Nothing in the listing below should be skipped, so transcribe it all exactly.

····················

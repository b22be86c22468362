//! # Configuration Management
//!
//! This module handles loading and validating configuration from the
//! kiosk-config.toml file: the attendance schedule, the card registry, bus
//! timing budgets, GPIO/SPI wiring and the optional simulation script.
//!
//! Every section is optional in the file; missing sections and fields take
//! the built-in defaults.

use crate::pipeline::{default_entries, Registry, RegistryEntry};
use crate::sim::Tap;
use crate::window::Schedule;
use crate::TimeOfDay;
use serde::{Deserialize, Serialize};
use std::fs;
use std::path::{Path, PathBuf};
use std::time::Duration;
use thiserror::Error;
use tracing::info;

pub const DEFAULT_CONFIG_PATH: &str = "kiosk-config.toml";

#[derive(Error, Debug)]
pub enum ConfigError {
    #[error("cannot read {path}: {source}")]
    Io {
        path: PathBuf,
        source: std::io::Error,
    },

    #[error("invalid config format: {0}")]
    Parse(#[from] toml::de::Error),

    #[error("invalid configuration: {0}")]
    Invalid(String),
}

/// Application configuration loaded from kiosk-config.toml
#[derive(Debug, Clone, PartialEq, Deserialize, Serialize)]
#[serde(default)]
pub struct Config {
    pub schedule: ScheduleConfig,
    /// Known cards, first match wins
    pub registry: Vec<RegistryEntry>,
    pub bus: BusConfig,
    pub timing: TimingConfig,
    pub hardware: HardwareConfig,
    pub serial: SerialConfig,
    pub simulation: SimulationConfig,
}

/// Alarm slot defaults and the time restored by the `R` command
#[derive(Debug, Clone, Copy, PartialEq, Eq, Deserialize, Serialize)]
#[serde(default)]
pub struct ScheduleConfig {
    pub attendance: TimeOfDay,
    pub late: TimeOfDay,
    pub deadline: TimeOfDay,
    pub reset_time: TimeOfDay,
}

/// Bounded-wait budgets. These are iteration counts, not wall-clock
/// timeouts, so they scale with the bus clock.
#[derive(Debug, Clone, Copy, PartialEq, Eq, Deserialize, Serialize)]
#[serde(default)]
pub struct BusConfig {
    /// Polls per bounded wait on the clock bus
    pub retry_budget: u32,
    /// Bit-bang half clock period in microseconds
    pub half_period_us: u64,
    /// SCL pulses of the startup bus reset
    pub reset_pulses: u8,
    /// Interrupt-register polls per card exchange
    pub card_poll_budget: u32,
}

#[derive(Debug, Clone, Copy, PartialEq, Eq, Deserialize, Serialize)]
#[serde(default)]
pub struct TimingConfig {
    pub poll_interval_ms: u64,
    /// How long an attendance result stays on screen
    pub dwell_ms: u64,
}

/// GPIO line offsets on `gpio_chip` and the SPI device of the reader
#[derive(Debug, Clone, PartialEq, Eq, Deserialize, Serialize)]
#[serde(default)]
pub struct HardwareConfig {
    pub gpio_chip: String,
    pub scl_line: u32,
    pub sda_line: u32,
    /// Clock alarm output (active low, open drain)
    pub rtc_int_line: Option<u32>,
    pub spi_device: String,
    pub spi_speed_hz: u32,
    /// GPIO chip select; `None` lets the kernel driver handle it
    pub cs_line: Option<u32>,
    /// Reader IRQ line; when set, cards are polled only after it fires
    pub rfid_irq_line: Option<u32>,
    pub buzzer_line: Option<u32>,
}

#[derive(Debug, Clone, Default, PartialEq, Eq, Deserialize, Serialize)]
#[serde(default)]
pub struct SerialConfig {
    /// Command/event character device; stdin/stdout when absent
    pub device: Option<PathBuf>,
}

#[derive(Debug, Clone, Default, PartialEq, Eq, Deserialize, Serialize)]
#[serde(default)]
pub struct SimulationConfig {
    /// Card taps presented by the simulated field
    pub taps: Vec<Tap>,
}

impl Default for Config {
    fn default() -> Self {
        Config {
            schedule: ScheduleConfig::default(),
            registry: default_entries(),
            bus: BusConfig::default(),
            timing: TimingConfig::default(),
            hardware: HardwareConfig::default(),
            serial: SerialConfig::default(),
            simulation: SimulationConfig::default(),
        }
    }
}

impl Default for ScheduleConfig {
    fn default() -> Self {
        let schedule = Schedule::default();
        ScheduleConfig {
            attendance: schedule.attendance,
            late: schedule.late,
            deadline: schedule.deadline,
            reset_time: TimeOfDay {
                hour: 8,
                minute: 59,
                second: 50,
            },
        }
    }
}

impl Default for BusConfig {
    fn default() -> Self {
        BusConfig {
            retry_budget: 10_000,
            half_period_us: 5,
            reset_pulses: 10,
            card_poll_budget: 2000,
        }
    }
}

impl Default for TimingConfig {
    fn default() -> Self {
        TimingConfig {
            poll_interval_ms: 50,
            dwell_ms: 1000,
        }
    }
}

impl Default for HardwareConfig {
    fn default() -> Self {
        HardwareConfig {
            gpio_chip: "/dev/gpiochip0".to_string(),
            scl_line: 3,
            sda_line: 2,
            rtc_int_line: Some(17),
            spi_device: "/dev/spidev0.0".to_string(),
            spi_speed_hz: 1_000_000,
            cs_line: None,
            rfid_irq_line: None,
            buzzer_line: Some(18),
        }
    }
}

impl ScheduleConfig {
    pub fn schedule(&self) -> Schedule {
        Schedule {
            attendance: self.attendance,
            late: self.late,
            deadline: self.deadline,
        }
    }
}

impl TimingConfig {
    pub fn poll_interval(&self) -> Duration {
        Duration::from_millis(self.poll_interval_ms)
    }

    pub fn dwell(&self) -> Duration {
        Duration::from_millis(self.dwell_ms)
    }
}

impl Config {
    /// Load configuration from kiosk-config.toml in the working directory
    pub fn load() -> Result<Self, ConfigError> {
        Self::load_from_path(DEFAULT_CONFIG_PATH)
    }

    /// Load configuration from `path`.
    /// A missing file falls back to the defaults; an unreadable, unparsable
    /// or inconsistent file is an error.
    pub fn load_from_path<P: AsRef<Path>>(path: P) -> Result<Self, ConfigError> {
        let path = path.as_ref();
        let config = match fs::read_to_string(path) {
            Ok(contents) => toml::from_str::<Config>(&contents)?,
            Err(e) if e.kind() == std::io::ErrorKind::NotFound => {
                info!(path = %path.display(), "no config file found, using defaults");
                return Ok(Self::default());
            }
            Err(source) => {
                return Err(ConfigError::Io {
                    path: path.to_path_buf(),
                    source,
                })
            }
        };
        config.validate()?;
        info!(
            path = %path.display(),
            cards = config.registry.len(),
            "loaded configuration"
        );
        Ok(config)
    }

    pub fn validate(&self) -> Result<(), ConfigError> {
        let schedule = self.schedule.schedule();
        if !schedule.is_ordered() {
            return Err(ConfigError::Invalid(format!(
                "schedule must satisfy attendance < late < deadline, got {} / {} / {}",
                schedule.attendance, schedule.late, schedule.deadline
            )));
        }
        if self.bus.retry_budget == 0 || self.bus.card_poll_budget == 0 {
            return Err(ConfigError::Invalid(
                "bus retry budgets must be non-zero".to_string(),
            ));
        }
        if self.timing.poll_interval_ms == 0 {
            return Err(ConfigError::Invalid(
                "poll_interval_ms must be non-zero".to_string(),
            ));
        }
        Ok(())
    }

    pub fn registry(&self) -> Registry {
        Registry::new(self.registry.clone())
    }

    /// Render as TOML, e.g. to seed a config file.
    pub fn to_toml(&self) -> Result<String, toml::ser::Error> {
        toml::to_string_pretty(self)
    }
}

····················

*RESULT OF THIS TASK*.
repository b22be86c22468362
//! # Configuration Management
//!
//! This module handles loading and validating configuration from the
//! kiosk-config.toml file: the attendance schedule, the card registry, bus
//! timing budgets, GPIO/SPI wiring and the optional simulation script.
//!
//! Every section is optional in the file; missing sections and fields take
//! the built-in defaults.

use crate::pipeline::{default_entries, Registry, RegistryEntry};
use crate::sim::Tap;
use crate::window::Schedule;
use crate::TimeOfDay;
use serde::{Deserialize, Serialize};
use std::fs;
use std::path::{Path, PathBuf};
use std::time::Duration;
use thiserror::Error;
use tracing::info;

pub const DEFAULT_CONFIG_PATH: &str = "kiosk-config.toml";

#[derive(Error, Debug)]
pub enum ConfigError {
    #[error("cannot read {path}: {source}")]
    Io {
        path: PathBuf,
        source: std::io::Error,
    },

    #[error("invalid config format: {0}")]
    Parse(#[from] toml::de::Error),

    #[error("invalid configuration: {0}")]
    Invalid(String),
}

/// Application configuration loaded from kiosk-config.toml
#[derive(Debug, Clone, PartialEq, Deserialize, Serialize)]
#[serde(default)]
pub struct Config {
    pub schedule: ScheduleConfig,
    /// Known cards, first match wins
    pub registry: Vec<RegistryEntry>,
    pub bus: BusConfig,
    pub timing: TimingConfig,
    pub hardware: HardwareConfig,
    pub serial: SerialConfig,
    pub simulation: SimulationConfig,
}

/// Alarm slot defaults and the time restored by the `R` command
#[derive(Debug, Clone, Copy, PartialEq, Eq, Deserialize, Serialize)]
#[serde(default)]
pub struct ScheduleConfig {
    pub attendance: TimeOfDay,
    pub late: TimeOfDay,
    pub deadline: TimeOfDay,
    pub reset_time: TimeOfDay,
}

/// Bounded-wait budgets. These are iteration counts, not wall-clock
/// timeouts, so they scale with the bus clock.
#[derive(Debug, Clone, Copy, PartialEq, Eq, Deserialize, Serialize)]
#[serde(default)]
pub struct BusConfig {
    /// Polls per bounded wait on the clock bus
    pub retry_budget: u32,
    /// Bit-bang half clock period in microseconds
    pub half_period_us: u64,
    /// SCL pulses of the startup bus reset
    pub reset_pulses: u8,
    /// Interrupt-register polls per card exchange
    pub card_poll_budget: u32,
}

#[derive(Debug, Clone, Copy, PartialEq, Eq, Deserialize, Serialize)]
#[serde(default)]
pub struct TimingConfig {
    pub poll_interval_ms: u64,
    /// How long an attendance result stays on screen
    pub dwell_ms: u64,
}

/// GPIO line offsets on `gpio_chip` and the SPI device of the reader
#[derive(Debug, Clone, PartialEq, Eq, Deserialize, Serialize)]
#[serde(default)]
pub struct HardwareConfig {
    pub gpio_chip: String,
    pub scl_line: u32,
    pub sda_line: u32,
    /// Clock alarm output (active low, open drain)
    pub rtc_int_line: Option<u32>,
    pub spi_device: String,
    pub spi_speed_hz: u32,
    /// GPIO chip select; `None` lets the kernel driver handle it
    pub cs_line: Option<u32>,
    /// Reader IRQ line; when set, cards are polled only after it fires
    pub rfid_irq_line: Option<u32>,
    pub buzzer_line: Option<u32>,
}

#[derive(Debug, Clone, Default, PartialEq, Eq, Deserialize, Serialize)]
#[serde(default)]
pub struct SerialConfig {
    /// Command/event character device; stdin/stdout when absent
    pub device: Option<PathBuf>,
}

#[derive(Debug, Clone, Default, PartialEq, Eq, Deserialize, Serialize)]
#[serde(default)]
pub struct SimulationConfig {
    /// Card taps presented by the simulated field
    pub taps: Vec<Tap>,
}

impl Default for Config {
    fn default() -> Self {
        Config {
            schedule: ScheduleConfig::default(),
            registry: default_entries(),
            bus: BusConfig::default(),
            timing: TimingConfig::default(),
            hardware: HardwareConfig::default(),
            serial: SerialConfig::default(),
            simulation: SimulationConfig::default(),
        }
    }
}

impl Default for ScheduleConfig {
    fn default() -> Self {
        let schedule = Schedule::default();
        ScheduleConfig {
            attendance: schedule.attendance,
            late: schedule.late,
            deadline: schedule.deadline,
            reset_time: TimeOfDay {
                hour: 8,
                minute: 59,
                second: 50,
            },
        }
    }
}

impl Default for BusConfig {
    fn default() -> Self {
        BusConfig {
            retry_budget: 10_000,
            half_period_us: 5,
            reset_pulses: 10,
            card_poll_budget: 2000,
        }
    }
}

impl Default for TimingConfig {
    fn default() -> Self {
        TimingConfig {
            poll_interval_ms: 50,
            dwell_ms: 1000,
        }
    }
}

impl Default for HardwareConfig {
    fn default() -> Self {
        HardwareConfig {
            gpio_chip: "/dev/gpiochip0".to_string(),
            scl_line: 3,
            sda_line: 2,
            rtc_int_line: Some(17),
            spi_device: "/dev/spidev0.0".to_string(),
            spi_speed_hz: 1_000_000,
            cs_line: None,
            rfid_irq_line: None,
            buzzer_line: Some(18),
        }
    }
}

impl ScheduleConfig {
    pub fn schedule(&self) -> Schedule {
        Schedule {
            attendance: self.attendance,
            late: self.late,
            deadline: self.deadline,
        }
    }
}

impl TimingConfig {
    pub fn poll_interval(&self) -> Duration {
        Duration::from_millis(self.poll_interval_ms)
    }

    pub fn dwell(&self) -> Duration {
        Duration::from_millis(self.dwell_ms)
    }
}

impl Config {
    /// Load configuration from kiosk-config.toml in the working directory
    pub fn load() -> Result<Self, ConfigError> {
        Self::load_from_path(DEFAULT_CONFIG_PATH)
    }

    /// Load configuration from `path`.
    /// A missing file falls back to the defaults; an unreadable, unparsable
    /// or inconsistent file is an error.
    pub fn load_from_path<P: AsRef<Path>>(path: P) -> Result<Self, ConfigError> {
        let path = path.as_ref();
        let config = match fs::read_to_string(path) {
            Ok(contents) => toml::from_str::<Config>(&contents)?,
            Err(e) if e.kind() == std::io::ErrorKind::NotFound => {
                info!(path = %path.display(), "no config file found, using defaults");
                return Ok(Self::default());
            }
            Err(source) => {
                return Err(ConfigError::Io {
                    path: path.to_path_buf(),
                    source,
                })
            }
        };
        config.validate()?;
        info!(
            path = %path.display(),
            cards = config.registry.len(),
            "loaded configuration"
        );
        Ok(config)
    }

    pub fn validate(&self) -> Result<(), ConfigError> {
        let schedule = self.schedule.schedule();
        if !schedule.is_ordered() {
            return Err(ConfigError::Invalid(format!(
                "schedule must satisfy attendance < late < deadline, got {} / {} / {}",
                schedule.attendance, schedule.late, schedule.deadline
            )));
        }
        if self.bus.retry_budget == 0 || self.bus.card_poll_budget == 0 {
            return Err(ConfigError::Invalid(
                "bus retry budgets must be non-zero".to_string(),
            ));
        }
        if self.timing.poll_interval_ms == 0 {
            return Err(ConfigError::Invalid(
                "poll_interval_ms must be non-zero".to_string(),
            ));
        }
        Ok(())
    }

    pub fn registry(&self) -> Registry {
        Registry::new(self.registry.clone())
    }

    /// Render as TOML, e.g. to seed a config file.
    pub fn to_toml(&self) -> Result<String, toml::ser::Error> {
        toml::to_string_pretty(self)
    }
}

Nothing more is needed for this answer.